Performance Mix:    The vast majority of our NEOs’ compensation is performance-based. For example, approximately 73% of Mr. Michels’ 2013 compensation consisted of an incentive cash bonus and long-term incentive equity awards, which are awarded based on Company and/or individual performance. For the other NEOs, almost 60% of their aggregate 2013 compensation consisted of the same performance-based compensation.

 

  ·  

Diversified Portfolio:    Our executive compensation consists of a mix of cash/equity, fixed/variable and short-term/long-term compensation. Equity awards consist of a mix of restricted stock (40%) and stock options (60%).

 

  ·  

Performance Value of Options:    Because stock options only provide value to executives if the price of our stock increases after the date of grant, the issuance of 60% of an executive’s annual equity award as stock options means that the realizable value of long-term equity awards provided to executives is heavily weighted and dependent on the Company’s future performance.

 

  ·  

Long-Term Focus:    Equity awards are subject to long-term vesting requirements, with restricted shares vesting over 3 years and stock options vesting over a minimum of 4 years. Structuring our equity awards in this manner helps align the interests of our executives with the interests of our stockholders.

 

  ·  

Prudent Benchmarking:    The total compensation paid to executives is targeted at the 50th percentile of a peer group of comparable companies with an opportunity to earn up to the 75th percentile based on achievement of performance objectives. In response to recent feedback from our stockholders, we modified our peer group in 2013 to consist of companies in the medical diagnostic, healthcare and biotech industries more comparable in size to the Company based on total revenues and market value.

 

  ·  

No 280G Excise Tax Gross-Ups or Modified Single-Triggers Going Forward:    We have adopted a policy that any new employment agreement with an executive will not provide for the gross-up of excise tax obligations under Section 280G of the Internal Revenue Code or a “modified single trigger” under which the executive can voluntarily leave the Company after a change of control and receive severance even though there has been no adverse impact on the executive’s compensation or level of responsibilities.

 

  ·  

Independent Compensation Consultants:    The Board and Compensation Committee regularly utilize independent compensation consultants to provide compensation advice, including competitive assessments of our program compared to compensation paid to executives at the peer group of comparable medical diagnostic and healthcare companies.

 

  ·  

Recoupment Policy:    Our Board has adopted a compensation recoupment or “clawback” policy, under which the Board or Compensation Committee may recover excess compensation paid to our executives if our financial statements are restated due to misconduct by that executive.

 

  ·  

Stock Ownership Guidelines:    Messrs.

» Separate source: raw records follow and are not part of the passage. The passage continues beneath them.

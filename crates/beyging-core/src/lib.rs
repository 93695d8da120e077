pub mod bucket;
pub mod example;
pub mod filter;
pub mod frequency;
pub mod inflect;
pub mod lexicon;
pub mod settings;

Michels and Spair, and each non-employee member of the Board, are subject to stock ownership guidelines, measured as a multiple of annual base salary or cash fees, as applicable. In addition, each of these individuals is required to retain 25% of the shares received upon the vesting of restricted shares or the exercise of stock options until that individual complies with the applicable ownership multiple.

 

  ·  

No Repricing:    Our Stock Award Plan prohibits both the repricing and repurchase of under-water stock options or other equity awards without stockholder approval.

 

  ·  

No Perquisites:    We do not provide executives with any perquisites that are not offered to all employees of the Company.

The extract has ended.